_Instructions to follow:_ Treat the line with "if let Some(gate)" as the starting point. Write it out and every line after it through the end of the listing below, exactly.

_Extracted material:_

//! Transport trait for peer-to-peer channels.
//!
//! The provider only needs "open a reliable, ordered, binary channel to peer
//! X" and "hand me channels other peers opened to me". Implementations:
//! - WebSocket (`mesh-peer` crate)
//! - [`MemoryNetwork`]: in-process switchboard for tests and demos

use crate::PeerId;
use async_trait::async_trait;
use futures::channel::mpsc as pipe;
use futures::{Sink, SinkExt, Stream, StreamExt};
use std::collections::{HashMap, HashSet};
use std::pin::Pin;
use std::sync::{Arc, Mutex};
use thiserror::Error;
use tokio::sync::{mpsc, Notify};

#[derive(Debug, Error)]
pub enum TransportError {
    #[error("Connection failed: {0}")]
    ConnectionFailed(String),

    #[error("Peer not found: {0}")]
    PeerNotFound(PeerId),

    #[error("Peer ID already taken: {0}")]
    IdTaken(PeerId),

    #[error("Send failed: {0}")]
    SendFailed(String),

    #[error("Receive failed: {0}")]
    ReceiveFailed(String),

    #[error("Transport closed")]
    Closed,

    #[error("Transport error: {0}")]
    Other(String),
}

pub type Result<T> = std::result::Result<T, TransportError>;

/// A frame as delivered by the transport.
#[derive(Debug, Clone, PartialEq, Eq)]
pub enum Payload {
    Binary(Vec<u8>),
    /// Non-binary frame; the provider logs and discards these
    Text(String),
}

pub type BoxSink = Pin<Box<dyn Sink<Vec<u8>, Error = TransportError> + Send>>;
pub type BoxStream = Pin<Box<dyn Stream<Item = Result<Payload>> + Send>>;

/// An established channel to one peer.
///
/// The stream ending means the channel closed; an `Err` item means it failed.
pub struct Channel {
    pub peer_id: PeerId,
    pub sink: BoxSink,
    pub stream: BoxStream,
}

impl Channel {
    pub fn new(
        peer_id: PeerId,
        sink: impl Sink<Vec<u8>, Error = TransportError> + Send + 'static,
        stream: impl Stream<Item = Result<Payload>> + Send + 'static,
    ) -> Self {
        Self {
            peer_id,
            sink: Box::pin(sink),
            stream: Box::pin(stream),
        }
    }
}

impl std::fmt::Debug for Channel {
    fn fmt(&self, f: &mut std::fmt::Formatter<'_>) -> std::fmt::Result {
        f.debug_struct("Channel")
            .field("peer_id", &self.peer_id)
            .finish_non_exhaustive()
    }
}

/// A listening endpoint: our identity plus channels opened to us.
pub struct Endpoint {
    pub local_id: PeerId,
    pub incoming: mpsc::Receiver<Channel>,
}

/// Transport layer for the mesh.
#[async_trait]
pub trait Transport: Send + Sync + 'static {
    /// Bring the local endpoint up. Resolves once, when it is reachable,
    /// with the identifier peers can dial us by. `requested` asks for a
    /// specific identifier; `None` lets the transport assign one.
    async fn open(&self, requested: Option<PeerId>) -> Result<Endpoint>;

    /// Open a channel to `peer`.
    async fn connect(&self, peer: &PeerId) -> Result<Channel>;

    /// Learn where `peer` can be reached. Transports that resolve IDs on
    /// their own ignore this.
    fn add_address_hint(&self, _peer: &PeerId, _address: &str) {}

    /// Release the local endpoint. Further dials fail.
    async fn shutdown(&self);
}

// ============================================================================
// In-memory implementation
// ============================================================================

const INCOMING_CAPACITY: usize = 64;

#[derive(Default)]
struct NetworkState {
    endpoints: HashMap<PeerId, mpsc::Sender<Channel>>,
    /// Unordered pairs that cannot reach each other
    blocked: HashSet<(PeerId, PeerId)>,
}

fn link(a: &PeerId, b: &PeerId) -> (PeerId, PeerId) {
    if a <= b {
        (a.clone(), b.clone())
    } else {
        (b.clone(), a.clone())
    }
}

/// In-process switchboard connecting [`MemoryTransport`]s.
#[derive(Clone, Default)]
pub struct MemoryNetwork {
    state: Arc<Mutex<NetworkState>>,
}

impl MemoryNetwork {
    pub fn new() -> Self {
        Self::default()
    }

    /// A transport whose endpoint opens immediately.
    pub fn transport(&self) -> MemoryTransport {
        MemoryTransport {
            network: self.clone(),
            local: Mutex::new(None),
            gate: None,
        }
    }

    /// A transport whose endpoint stays unopened until the gate is released.
    pub fn gated_transport(&self) -> (MemoryTransport, ReadyGate) {
        let gate = Arc::new(Notify::new());
        let transport = MemoryTransport {
            network: self.clone(),
            local: Mutex::new(None),
            gate: Some(Arc::clone(&gate)),
        };
        (transport, ReadyGate(gate))
    }

    /// Make `a` and `b` unreachable from each other.
    pub fn block(&self, a: &PeerId, b: &PeerId) {
        self.lock().blocked.insert(link(a, b));
    }

    pub fn unblock(&self, a: &PeerId, b: &PeerId) {
        self.lock().blocked.remove(&link(a, b));
    }

    /// Open a raw channel from an unregistered identity `from` to `to`,
    /// returning the pipe ends directly so tests can inject arbitrary
    /// payloads and observe exactly what the peer sends.
    pub async fn probe(&self, from: PeerId, to: &PeerId) -> Result<Probe> {
        let (ours, theirs) = self.pair(&from, to)?;
        self.deliver(to, theirs).await?;
        Ok(ours)
    }

    fn pair(&self, from: &PeerId, to: &PeerId) -> Result<(Probe, Channel)> {
        let state = self.lock();
        if !state.endpoints.contains_key(to) {
            return Err(TransportError::PeerNotFound(to.clone()));
        }
        if state.blocked.contains(&link(from, to)) {
            return Err(TransportError::ConnectionFailed(format!(
                "{from} cannot reach {to}"
            )));
        }
        drop(state);

        let (to_them, from_us) = pipe::unbounded::<Payload>();
        let (to_us, from_them) = pipe::unbounded::<Payload>();
        let theirs = pipe_channel(from.clone(), to_us, from_us);
        Ok((
            Probe {
                tx: to_them,
                rx: from_them,
            },
            theirs,
        ))
    }

    async fn deliver(&self, to: &PeerId, channel: Channel) -> Result<()> {
        let incoming = self
            .lock()
            .endpoints
            .get(to)
            .cloned()
            .ok_or_else(|| TransportError::PeerNotFound(to.clone()))?;
        incoming
            .send(channel)
            .await
            .map_err(|_| TransportError::PeerNotFound(to.clone()))
    }

    fn lock(&self) -> std::sync::MutexGuard<'_, NetworkState> {
        self.state.lock().unwrap_or_else(|e| e.into_inner())
    }
}

/// Releases a gated [`MemoryTransport`] endpoint.
pub struct ReadyGate(Arc<Notify>);

impl ReadyGate {
    pub fn open(&self) {
        self.0.notify_one();
    }
}

/// Raw end of an in-memory channel.
pub struct Probe {
    pub tx: pipe::UnboundedSender<Payload>,
    pub rx: pipe::UnboundedReceiver<Payload>,
}

impl Probe {
    pub fn send(&self, payload: Payload) -> Result<()> {
        self.tx
            .unbounded_send(payload)
            .map_err(|e| TransportError::SendFailed(e.to_string()))
    }

    /// Next payload, or `None` once the other side closed.
    pub async fn recv(&mut self) -> Option<Payload> {
        self.rx.next().await
    }

    /// Convert into a provider-facing channel named `peer_id`.
    pub fn into_channel(self, peer_id: PeerId) -> Channel {
        pipe_channel(peer_id, self.tx, self.rx)
    }
}

fn pipe_channel(
    peer_id: PeerId,
    tx: pipe::UnboundedSender<Payload>,
    rx: pipe::UnboundedReceiver<Payload>,
) -> Channel {
    let sink = tx
        .sink_map_err(|e| TransportError::SendFailed(e.to_string()))
        .with(|data: Vec<u8>| futures::future::ready(Ok::<_, TransportError>(Payload::Binary(data))));
    Channel::new(peer_id, sink, rx.map(Ok))
}

/// Transport endpoint on a [`MemoryNetwork`].
pub struct MemoryTransport {
    network: MemoryNetwork,
    local: Mutex<Option<PeerId>>,
    gate: Option<Arc<Notify>>,
}

impl MemoryTransport {
    fn local_id(&self) -> Option<PeerId> {
        self.local.lock().unwrap_or_else(|e| e.into_inner()).clone()
    }
}

#[async_trait]
impl Transport for MemoryTransport {
    async fn open(&self, requested: Option<PeerId>) -> Result<Endpoint> {
        if let Some(gate) = &self.gate {
            gate.notified().await;
        }
        let local_id = requested.unwrap_or_else(PeerId::generate);
        let (tx, rx) = mpsc::channel(INCOMING_CAPACITY);
        {
            let mut state = self.network.lock();
            if state.endpoints.contains_key(&local_id) {
                return Err(TransportError::IdTaken(local_id));
            }
            state.endpoints.insert(local_id.clone(), tx);
        }
        *self.local.lock().unwrap_or_else(|e| e.into_inner()) = Some(local_id.clone());
        Ok(Endpoint {
            local_id,
            incoming: rx,
        })
    }

    async fn connect(&self, peer: &PeerId) -> Result<Channel> {
        let local = self.local_id().ok_or(TransportError::Closed)?;
        let (ours, theirs) = self.network.pair(&local, peer)?;
        self.network.deliver(peer, theirs).await?;
        Ok(ours.into_channel(peer.clone()))
    }

    async fn shutdown(&self) {
        if let Some(local) = self.local.lock().unwrap_or_else(|e| e.into_inner()).take() {
            self.network.lock().endpoints.remove(&local);
        }
    }
}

_Output of the exercise:_
        if let Some(gate) = &self.gate {
            gate.notified().await;
        }
        let local_id = requested.unwrap_or_else(PeerId::generate);
        let (tx, rx) = mpsc::channel(INCOMING_CAPACITY);
        {
            let mut state = self.network.lock();
            if state.endpoints.contains_key(&local_id) {
                return Err(TransportError::IdTaken(local_id));
            }
            state.endpoints.insert(local_id.clone(), tx);
        }
        *self.local.lock().unwrap_or_else(|e| e.into_inner()) = Some(local_id.clone());
        Ok(Endpoint {
            local_id,
            incoming: rx,
        })
    }

    async fn connect(&self, peer: &PeerId) -> Result<Channel> {
        let local = self.local_id().ok_or(TransportError::Closed)?;
        let (ours, theirs) = self.network.pair(&local, peer)?;
        self.network.deliver(peer, theirs).await?;
        Ok(ours.into_channel(peer.clone()))
    }

    async fn shutdown(&self) {
        if let Some(local) = self.local.lock().unwrap_or_else(|e| e.into_inner()).take() {
            self.network.lock().endpoints.remove(&local);
        }
    }
}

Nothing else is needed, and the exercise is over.